I suppose that was a lie, too.
I'll never trust anything
if it comes from you.

You'll be mine forever. I'll never leave you.
It's a good thing I didn't say the same.
I'm hurting so bad, and this time,
you're the one to blame.

I love you.
Love is too strong of a word.
You didn't have to lie to me, honey.
You still would have been heard.

You're beautiful.
Yeah. And you're a liar.
You took our friendship
and lit it on fire.

She's not coming back. I miss her.
Ha. There was no one to miss.
Is lying to me
how you find your bliss?

Hahaha. I'm silly. I'm a wee bit high.
Oh, really? On what, your lies?
If only you were here
to hear my pained cries.

I bled until I passed out.
Mhmm. Yeah. That one's true.
I honestly will never
be able to trust you.

I cut too deep this time.
You did.

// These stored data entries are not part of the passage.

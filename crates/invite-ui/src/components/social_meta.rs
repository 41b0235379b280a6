//! Document head tags for link previews (Discord, Twitter, ...).

use std::rc::Rc;

use dioxus::prelude::*;
use invite_core::invite::InviteState;
use invite_core::meta::{HeadWriter, SocialMeta};

/// The platform's head writer, provided as a root context.
#[derive(Clone)]
pub struct HeadContext(pub Rc<dyn HeadWriter>);

impl HeadContext {
    pub fn new(writer: Rc<dyn HeadWriter>) -> Self {
        Self(writer)
    }
}

/// Keeps the page title and the Open Graph / Twitter Card meta tags in sync
/// with the loaded game info.
///
/// Tags are written through [`HeadContext`] whenever the info changes, so a
/// late metadata load replaces the fallback tags in place. Renders nothing.
#[component]
pub fn SocialMetaHead(state: Signal<InviteState>) -> Element {
    let head = use_context::<HeadContext>();
    let info = use_memo(move || state.read().info.clone());

    use_effect(move || SocialMeta::from_info(&info.read()).apply(&*head.0));

    rsx! {}
}
//! Game summary card: thumbnail, name, creator and live stats.

use dioxus::prelude::*;
use invite_core::format::format_compact;
use invite_core::game_info::GameInfo;

#[component]
pub fn GameCard(info: GameInfo, loading: bool) -> Element {
    let name = info.display_name().to_string();
    let creator = info.creator_name().map(str::to_string);
    let image = info.image_url().map(str::to_string);
    let stats = info.details.as_ref().map(|d| {
        [
            ("Playing", format_compact(d.playing.map(|v| v as f64))),
            ("Visits", format_compact(d.visits.map(|v| v as f64))),
            ("Max players", format_compact(d.max_players.map(|v| v as f64))),
        ]
    });

    rsx! {
        div { class: "flex flex-col sm:flex-row items-center gap-4 mb-4 p-4 rounded-xl border border-gray-200 bg-white text-left",
            match image {
                // Keyed so a new URL gets a fresh error flag.
                Some(url) => rsx! { Thumbnail { key: "{url}", url: url.clone() } },
                None => rsx! { ThumbnailPlaceholder { loading } },
            }

            div { class: "flex-1 min-w-0",
                h2 { class: "text-lg font-semibold truncate",
                    if loading { "Loading game…" } else { "{name}" }
                }
                if let Some(creator) = creator {
                    p { class: "text-sm text-gray-500", "by {creator}" }
                }
                if let Some(stats) = stats {
                    div { class: "flex gap-4 mt-2",
                        for (label, value) in stats {
                            div { class: "flex flex-col",
                                span { class: "font-semibold", "{value}" }
                                span { class: "text-xs text-gray-500", "{label}" }
                            }
                        }
                    }
                }
            }
        }
    }
}

/// Thumbnail image that falls back to the placeholder if it fails to load.
#[component]
fn Thumbnail(url: String) -> Element {
    let mut failed = use_signal(|| false);

    if failed() {
        return rsx! { ThumbnailPlaceholder { loading: false } };
    }

    rsx! {
        img {
            class: "w-32 h-32 rounded-lg object-cover bg-gray-100",
            src: "{url}",
            alt: "Game thumbnail",
            onerror: move |_| {
                tracing::debug!("Thumbnail failed to load");
                failed.set(true);
            },
        }
    }
}

#[component]
fn ThumbnailPlaceholder(loading: bool) -> Element {
    let pulse = if loading { "animate-pulse" } else { "" };
    rsx! {
        div { class: "w-32 h-32 rounded-lg bg-gray-200 flex items-center justify-center text-3xl text-gray-400 {pulse}",
            "🎮"
        }
    }
}
//! Browser adapters for the platform-agnostic invite logic.

use gloo_net::http::Request;
use invite_core::config::InviteConfig;
use invite_core::fetch::{FetchError, MetadataSource, game_info_url};
use invite_core::game_info::GameInfo;
use invite_core::invite::InviteParams;
use invite_core::meta::{HeadWriter, MetaAttr, MetaTag};
use invite_core::redirect::{NavigationError, Navigator};
use web_sys::{Document, Element};

// ---------------------------------------------------------------------------
// Configuration
// ---------------------------------------------------------------------------

/// Production defaults, with optional overrides baked in at build time.
pub fn load_config() -> InviteConfig {
    InviteConfig::default().with_overrides(
        option_env!("INVITE_PROXY_BASE"),
        option_env!("INVITE_SCHEME"),
        option_env!("INVITE_WEB_HOST"),
    )
}

/// Read `placeId` / `gameInstanceId` from the current page URL.
pub fn current_params() -> InviteParams {
    let search = web_sys::window()
        .and_then(|w| w.location().search().ok())
        .unwrap_or_default();
    InviteParams::from_query(&search)
}

// ---------------------------------------------------------------------------
// HTTP
// ---------------------------------------------------------------------------

/// Fetches game info from the metadata proxy with `fetch()`.
#[derive(Clone, Debug)]
pub struct GlooMetadataSource {
    proxy_base: String,
}

impl GlooMetadataSource {
    pub fn new(proxy_base: impl Into<String>) -> Self {
        Self {
            proxy_base: proxy_base.into(),
        }
    }
}

impl MetadataSource for GlooMetadataSource {
    async fn fetch_game_info(&self, place_id: &str) -> Result<GameInfo, FetchError> {
        let url = game_info_url(&self.proxy_base, place_id);
        tracing::debug!(%url, "Requesting game info");
        let response = Request::get(&url)
            .send()
            .await
            .map_err(|e| FetchError::Network(e.to_string()))?;

        if !response.ok() {
            return Err(FetchError::Status(response.status()));
        }

        let body = response
            .text()
            .await
            .map_err(|e| FetchError::Network(e.to_string()))?;
        GameInfo::decode(&body)
    }
}

// ---------------------------------------------------------------------------
// Document head
// ---------------------------------------------------------------------------

/// Writes title and meta tags straight into `document.head`.
///
/// Each tag is looked up by its `property` / `name` selector and updated in
/// place, so there is never more than one element per key.
pub struct DomHead;

impl DomHead {
    fn document() -> Option<Document> {
        let document = web_sys::window().and_then(|w| w.document());
        if document.is_none() {
            tracing::warn!("No document to write head tags into");
        }
        document
    }

    fn find(document: &Document, attr: MetaAttr, key: &str) -> Option<Element> {
        let selector = format!("meta[{}=\"{}\"]", attr.attribute(), key);
        document
            .query_selector(&selector)
            .inspect_err(|e| tracing::warn!(%selector, error = ?e, "Invalid meta selector"))
            .ok()
            .flatten()
    }

    fn create(document: &Document, tag: &MetaTag) -> Option<Element> {
        let head = document.head()?;
        let element = document.create_element("meta").ok()?;
        element.set_attribute(tag.attr.attribute(), tag.key).ok()?;
        head.append_child(&element).ok()?;
        Some(element)
    }
}

impl HeadWriter for DomHead {
    fn set_title(&self, title: &str) {
        if let Some(document) = Self::document() {
            document.set_title(title);
        }
    }

    fn upsert_meta(&self, tag: &MetaTag) {
        let Some(document) = Self::document() else {
            return;
        };
        let element = Self::find(&document, tag.attr, tag.key)
            .or_else(|| Self::create(&document, tag));
        match element {
            Some(element) => {
                if let Err(e) = element.set_attribute("content", &tag.content) {
                    tracing::warn!(key = tag.key, error = ?e, "Failed to set meta content");
                }
            }
            None => tracing::warn!(key = tag.key, "Failed to create meta tag"),
        }
    }

    fn remove_meta(&self, attr: MetaAttr, key: &str) {
        if let Some(element) = Self::document().and_then(|d| Self::find(&d, attr, key)) {
            element.remove();
        }
    }
}

// ---------------------------------------------------------------------------
// Navigation and timers
// ---------------------------------------------------------------------------

/// Navigates by assigning `window.location.href`.
pub struct LocationNavigator;

impl Navigator for LocationNavigator {
    fn navigate(&self, uri: &str) -> Result<(), NavigationError> {
        let failed = |reason: String| NavigationError {
            uri: uri.to_string(),
            reason,
        };
        let window = web_sys::window().ok_or_else(|| failed("no global `window`".to_string()))?;
        window
            .location()
            .set_href(uri)
            .map_err(|e| failed(format!("{e:?}")))
    }
}

/// Browser sleep backed by `setTimeout`.
pub async fn sleep_ms(ms: u64) {
    let ms = u32::try_from(ms).unwrap_or(u32::MAX);
    gloo_timers::future::TimeoutFuture::new(ms).await;
}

You left a giant gash in my heart.
You fooled me, made me believe you cared,
and you took my heart and tore it apart.

I'm too fat.
So you stopped eating?
Oh, right. I'm sure.
Lemme guess, your heart stopped beating?

I'll always, always, always, be here for you.
And I'm glad that was you, not me.
You friendship came
with a huge fee.

It cost me my strength,
my hope, and my trust.
Leaving you to fight this yourself
is a must.

Mommy once warned me
to make one good friend.
A friend to love,
to be there until the end.

Apparently when I chose you,
it was a mistake.
All of my trust
you had to take.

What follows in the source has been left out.